I have watched it rise from a subway platform in faraway Queens, its epic profile soaring high over the Manhattan skyline.
It's a quietly beautiful building, the new 1 World Trade Center.
But I don't talk to people about it because I discovered that I can't. I find myself becoming tongue-tied, my heart fills. Each day when that arresting silhouette comes into view, I feel a momentary mixture of elation and sorrow. It's such an Irish reaction, that. The sorrow of history in an inseparable dance with the hopes of tomorrow. When you're Irish, you can't ever seem to have one without the other.
Although I have never met them, I am proud beyond words of the Irish-American master craftsmen who built 1 World Trade Center. That army of dedicated carpenters, laborers, electricians—all trades filled with the Irish here for generations back—worked to raise 1 World Trade Center heavenward with a surety that never fails.
From the heat of summer though the biting polar vortex and beyond, to the first faltering days of spring, they worked ceaselessly, carefully. Their dedication speaks to us through its sheer flawlessness. They know very well that their work—now the tallest building in the western hemisphere—speaks for itself.
There aren't many causes for wonder in New York City or in the world right now, but 1 World Trade Center is one of them. It's as much a work of art as a work of engineering because it speaks deeply to our private hopes and dreams. It says, I share them, and I reflect them, and I am them. For this reason, it can leave me speechless.

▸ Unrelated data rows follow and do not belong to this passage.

mod bots;
mod serve;
pub(crate) mod terminal;

use anyhow::Result;
use clap::{Parser, Subcommand};
use std::path::PathBuf;

use crate::core::bot::BotId;
use crate::host::{Host, NativeHost, resolve_data_dir};

/// Self-hosted supervisor for chat platform bots.
#[derive(Parser, Debug)]
#[command(name = "botdeck", version, about)]
pub struct Cli {
    /// Data directory holding botdeck.toml and the bot database.
    /// Defaults to $BOTDECK_DATA_DIR, then ~/.botdeck.
    #[arg(long, global = true)]
    pub data_dir: Option<PathBuf>,

    #[command(subcommand)]
    pub command: Commands,
}

#[derive(Subcommand, Debug)]
pub enum Commands {
    /// Run the supervisor daemon and its HTTP API.
    Serve {
        /// Override api.host from botdeck.toml.
        #[arg(long)]
        host: Option<String>,
        /// Override api.port from botdeck.toml.
        #[arg(long)]
        port: Option<u16>,
    },

    /// Run a single bot in the foreground. Started by the supervisor.
    #[command(hide = true)]
    RunBot {
        #[arg(long)]
        bot_id: String,
    },

    /// Manage bots on a running daemon.
    #[command(subcommand)]
    Bot(bots::BotCommands),
}

impl Cli {
    fn resolved_data_dir(&self) -> PathBuf {
        self.data_dir
            .clone()
            .unwrap_or_else(|| resolve_data_dir(NativeHost::data_dir()))
    }
}

/// Parses the command line and runs it. Returns the process exit code.
pub async fn run_main() -> Result<i32> {
    let cli = Cli::parse();
    let data_dir = cli.resolved_data_dir();

    match cli.command {
        Commands::Serve { host, port } => {
            serve::run_serve(data_dir, host, port).await?;
            Ok(0)
        }
        Commands::RunBot { bot_id } => {
            Ok(crate::runner::run_bot(BotId::from(bot_id), &data_dir).await)
        }
        Commands::Bot(command) => {
            bots::run_bot_command(command, &data_dir).await?;
            Ok(0)
        }
    }
}

#[cfg(test)]
mod tests {
    use super::*;
    use crate::core::bot::{BotType, Platform};

    #[test]
    fn parses_runner_invocation() {
        let cli = Cli::try_parse_from([
            "botdeck",
            "run-bot",
            "--bot-id",
            "b-1",
            "--data-dir",
            "/tmp/deck",
        ])
        .unwrap();
        assert_eq!(cli.data_dir, Some(PathBuf::from("/tmp/deck")));
        assert!(matches!(cli.command, Commands::RunBot { ref bot_id } if bot_id == "b-1"));
    }

    #[test]
    fn run_bot_requires_an_id() {
        assert!(Cli::try_parse_from(["botdeck", "run-bot"]).is_err());
    }

    #[test]
    fn parses_serve_overrides() {
        let cli =
            Cli::try_parse_from(["botdeck", "serve", "--host", "0.0.0.0", "--port", "8080"])
                .unwrap();
        match cli.command {
            Commands::Serve { host, port } => {
                assert_eq!(host.as_deref(), Some("0.0.0.0"));
                assert_eq!(port, Some(8080));
            }
            other => panic!("unexpected command {:?}", other),
        }
    }

    #[test]
    fn parses_bot_add() {
        let cli = Cli::try_parse_from([
            "botdeck",
            "bot",
            "add",
            "--name",
            "guard",
            "--platform",
            "discord",
            "--type",
            "moderation",
            "--config",
            r#"{"token":"a.b.c"}"#,
        ])
        .unwrap();
        match cli.command {
            Commands::Bot(bots::BotCommands::Add {
                name,
                platform,
                bot_type,
                config,
                ..
            }) => {
                assert_eq!(name, "guard");
                assert_eq!(platform, Platform::Discord);
                assert_eq!(bot_type, BotType::Moderation);
                assert!(config.is_some());
            }
            other => panic!("unexpected command {:?}", other),
        }
    }

    #[test]
    fn unknown_platform_is_rejected() {
        assert!(
            Cli::try_parse_from(["botdeck", "bot", "add", "--name", "x", "--platform", "irc"])
                .is_err()
        );
    }
}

And on foggy days, or on days when the overcast sky seems to half engulf the land, 1 World Trade Center can take on a phantom quality, when that most solid of structures seems to haunt itself through the morning and late afternoon. It's just a trick of the light, but if you have lived here for a long time, it's a trick that's filled with meaning.

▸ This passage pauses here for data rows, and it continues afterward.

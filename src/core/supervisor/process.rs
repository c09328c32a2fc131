use std::collections::VecDeque;
use std::path::PathBuf;
use std::process::Stdio;
use std::sync::{Arc, Mutex};
use std::time::Duration;

use tokio::io::{AsyncBufReadExt, BufReader};
use tokio::process::{Child, Command};
use tokio::sync::{mpsc, watch};
use tracing::{debug, warn};

use crate::core::bot::BotId;
use crate::core::error::{EXIT_UNKNOWN, FailureReason};
use crate::host::{Host, NativeHost};

/// Line a bot runner prints on stdout once its adapter is connected.
pub const READY_MARKER: &str = "BOTDECK_READY";

/// How long to wait for the stderr pipe to drain after an exit before the
/// tail is captured.
const STDERR_DRAIN_TIMEOUT: Duration = Duration::from_millis(250);

/// Builds the command that runs one bot as a child process.
pub trait BotLauncher: Send + Sync {
    fn command(&self, id: &BotId) -> std::io::Result<Command>;
}

/// Re-executes the current binary as `botdeck run-bot --bot-id <id>`.
pub struct SelfExecLauncher {
    exe: PathBuf,
    data_dir: PathBuf,
}

impl SelfExecLauncher {
    pub fn new(exe: PathBuf, data_dir: PathBuf) -> Self {
        Self { exe, data_dir }
    }

    pub fn current(data_dir: PathBuf) -> std::io::Result<Self> {
        Ok(Self::new(std::env::current_exe()?, data_dir))
    }
}

impl BotLauncher for SelfExecLauncher {
    fn command(&self, id: &BotId) -> std::io::Result<Command> {
        let mut cmd = Command::new(&self.exe);
        cmd.arg("run-bot")
            .arg("--bot-id")
            .arg(id.as_str())
            .arg("--data-dir")
            .arg(&self.data_dir);
        Ok(cmd)
    }
}

#[derive(Debug, Clone, PartialEq, Eq)]
pub enum ExitOutcome {
    Exited(i32),
    Signaled(i32),
    WaitFailed(String),
}

impl ExitOutcome {
    fn from_status(status: std::process::ExitStatus) -> Self {
        if let Some(code) = status.code() {
            return ExitOutcome::Exited(code);
        }
        #[cfg(unix)]
        {
            use std::os::unix::process::ExitStatusExt;
            if let Some(signal) = status.signal() {
                return ExitOutcome::Signaled(signal);
            }
        }
        ExitOutcome::Exited(EXIT_UNKNOWN)
    }

    /// `None` for a clean exit.
    pub fn failure(&self) -> Option<FailureReason> {
        match self {
            ExitOutcome::Exited(0) => None,
            ExitOutcome::Exited(code) => Some(FailureReason::from_exit_code(*code)),
            ExitOutcome::Signaled(signal) => Some(FailureReason::Signal(*signal)),
            ExitOutcome::WaitFailed(e) => Some(FailureReason::WaitFailed(e.clone())),
        }
    }
}

impl std::fmt::Display for ExitOutcome {
    fn fmt(&self, f: &mut std::fmt::Formatter<'_>) -> std::fmt::Result {
        match self {
            ExitOutcome::Exited(code) => write!(f, "exit code {}", code),
            ExitOutcome::Signaled(signal) => write!(f, "signal {}", signal),
            ExitOutcome::WaitFailed(e) => write!(f, "wait failed: {}", e),
        }
    }
}

/// Bounded ring of the most recent stderr lines.
#[derive(Clone)]
pub struct StderrTail {
    lines: Arc<Mutex<VecDeque<String>>>,
    capacity: usize,
}

impl StderrTail {
    pub fn new(capacity: usize) -> Self {
        Self {
            lines: Arc::new(Mutex::new(VecDeque::with_capacity(capacity))),
            capacity: capacity.max(1),
        }
    }

    pub fn push(&self, line: String) {
        let mut lines = self.lines.lock().unwrap_or_else(|e| e.into_inner());
        if lines.len() == self.capacity {
            lines.pop_front();
        }
        lines.push_back(line);
    }

    pub fn lines(&self) -> Vec<String> {
        let lines = self.lines.lock().unwrap_or_else(|e| e.into_inner());
        lines.iter().cloned().collect()
    }
}

impl std::fmt::Debug for StderrTail {
    fn fmt(&self, f: &mut std::fmt::Formatter<'_>) -> std::fmt::Result {
        f.debug_struct("StderrTail")
            .field("capacity", &self.capacity)
            .finish()
    }
}

#[derive(Debug, Clone, Copy)]
enum ProcessCommand {
    Terminate,
    Kill,
}

/// Handle to a spawned bot process. The `Child` itself is owned by a
/// monitor task; this side only sends commands and observes the exit.
pub struct TrackedProcess {
    pub pid: u32,
    pub generation: u64,
    pub stderr: StderrTail,
    commands: mpsc::Sender<ProcessCommand>,
    exit: watch::Receiver<Option<ExitOutcome>>,
    ready: watch::Receiver<bool>,
    stderr_closed: watch::Receiver<bool>,
}

impl TrackedProcess {
    pub fn spawn(
        launcher: &dyn BotLauncher,
        id: &BotId,
        generation: u64,
        stderr_lines: usize,
    ) -> std::io::Result<Self> {
        let mut cmd = launcher.command(id)?;
        cmd.stdin(Stdio::null())
            .stdout(Stdio::piped())
            .stderr(Stdio::piped())
            .kill_on_drop(true);
        NativeHost::isolate_process_group(&mut cmd);

        let mut child = cmd.spawn()?;
        let pid = child.id().ok_or_else(|| {
            std::io::Error::other("child exited before its pid could be read")
        })?;

        let (ready_tx, ready) = watch::channel(false);
        if let Some(stdout) = child.stdout.take() {
            let bot_id = id.clone();
            tokio::spawn(async move {
                let mut lines = BufReader::new(stdout).lines();
                while let Ok(Some(line)) = lines.next_line().await {
                    if line.trim() == READY_MARKER {
                        ready_tx.send_replace(true);
                    } else {
                        debug!(bot_id = %bot_id, "stdout: {}", line);
                    }
                }
            });
        }

        let stderr = StderrTail::new(stderr_lines);
        let (closed_tx, stderr_closed) = watch::channel(false);
        match child.stderr.take() {
            Some(pipe) => {
                let bot_id = id.clone();
                let tail = stderr.clone();
                tokio::spawn(async move {
                    let mut lines = BufReader::new(pipe).lines();
                    while let Ok(Some(line)) = lines.next_line().await {
                        debug!(bot_id = %bot_id, "stderr: {}", line);
                        tail.push(line);
                    }
                    closed_tx.send_replace(true);
                });
            }
            None => {
                closed_tx.send_replace(true);
            }
        }

        let (commands, command_rx) = mpsc::channel(4);
        let (exit_tx, exit) = watch::channel(None);
        tokio::spawn(monitor(child, pid, id.clone(), command_rx, exit_tx));

        Ok(Self {
            pid,
            generation,
            stderr,
            commands,
            exit,
            ready,
            stderr_closed,
        })
    }

    /// The exit, if the monitor has already observed one.
    pub fn exit_outcome(&self) -> Option<ExitOutcome> {
        self.exit.borrow().clone()
    }

    pub fn exit_receiver(&self) -> watch::Receiver<Option<ExitOutcome>> {
        self.exit.clone()
    }

    pub async fn wait_exit(&self) -> ExitOutcome {
        wait_for_exit(self.exit.clone()).await
    }

    /// Resolves once the ready marker has been seen. Never resolves if
    /// stdout closes without one.
    pub async fn wait_ready(&self) {
        let mut ready = self.ready.clone();
        if ready.wait_for(|seen| *seen).await.is_err() {
            std::future::pending::<()>().await;
        }
    }

    pub async fn terminate(&self) {
        let _ = self.commands.send(ProcessCommand::Terminate).await;
    }

    pub async fn kill(&self) {
        let _ = self.commands.send(ProcessCommand::Kill).await;
    }

    /// Stderr lines captured so far, after giving the pipe a moment to
    /// drain when the process has just exited.
    pub async fn stderr_tail(&self) -> Vec<String> {
        let mut closed = self.stderr_closed.clone();
        let _ = tokio::time::timeout(STDERR_DRAIN_TIMEOUT, async {
            let _ = closed.wait_for(|done| *done).await;
        })
        .await;
        self.stderr.lines()
    }
}

pub async fn wait_for_exit(mut exit: watch::Receiver<Option<ExitOutcome>>) -> ExitOutcome {
    let observed = match exit.wait_for(Option::is_some).await {
        Ok(outcome) => outcome.clone(),
        Err(_) => None,
    };
    observed.unwrap_or_else(|| ExitOutcome::WaitFailed("process monitor ended".into()))
}

async fn monitor(
    mut child: Child,
    pid: u32,
    bot_id: BotId,
    mut commands: mpsc::Receiver<ProcessCommand>,
    exit_tx: watch::Sender<Option<ExitOutcome>>,
) {
    let outcome = loop {
        tokio::select! {
            status = child.wait() => {
                break match status {
                    Ok(status) => ExitOutcome::from_status(status),
                    Err(e) => ExitOutcome::WaitFailed(e.to_string()),
                };
            }
            Some(command) = commands.recv() => match command {
                ProcessCommand::Terminate => {
                    if let Err(e) = NativeHost::terminate_group(pid) {
                        warn!(bot_id = %bot_id, pid, "Failed to signal process group: {}", e);
                    }
                }
                ProcessCommand::Kill => {
                    if let Err(e) = NativeHost::kill_group(pid) {
                        warn!(bot_id = %bot_id, pid, "Failed to kill process group: {}", e);
                    }
                    let _ = child.start_kill();
                }
            },
        }
    };
    debug!(bot_id = %bot_id, pid, "Process exited with {}", outcome);
    exit_tx.send_replace(Some(outcome));
}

There is something strangely wonderful in the double take. Is it 1 World Trade Center or one of the ghostly Twin Towers that we're looking at? That potent mix of presence and absence is one that older New Yorkers, the ones who lived here though the first years of the millennium, will never be able to resolve in themselves.
Because I was a reporter during 9/11, I ran toward the event that people were fleeing. I watched in the days that followed as anxious messages appeared on makeshift notice boards from Grand Central to the Upper West Side: "Have you seen my wife, my son, my brother?" These were prayers as much as solicitations. Hundreds of beloved faces, a snapshot of the city. Like anyone who saw them, I have never gotten over the sight.
In the days that followed, I sat on strangers' couches and listened as they unburdened themselves. The whole island of Manhattan seemed like a smoking crater to me. The people I talked to were still wide-eyed and shell-shocked, grasping to make sense of the senseless. They were often furious too but unfailingly kind—parents spoke of their children, women and men of their spouses, sisters, brothers, or lovers.
Numbed by the sheer enormity of the loss they told me that it was beyond language, beyond the heart's capacity, beyond endurance. What do you do with a loss like that, they asked me?
Then in the months that followed, I remembered how the 19th century Irish—unique in Europe of that time—had lived through a near extinction event. Parents, children, women and men starved where they fell or just made it out alive.
Heartsick and despairing, they arrived in Manhattan and they did the only thing they could—they rebuilt.
‘Many times man lives and dies
Between his two eternities,
That of race and that of soul,
And ancient Ireland knew it all.’
I can see the legacy of the Great Hunger Irish and their fierce determination on every floor of that soaring new skyscraper. I see the story 1 World Trade Center is telling the Irish about ourselves. And when it catches me off guard, I'm moved to tears by it.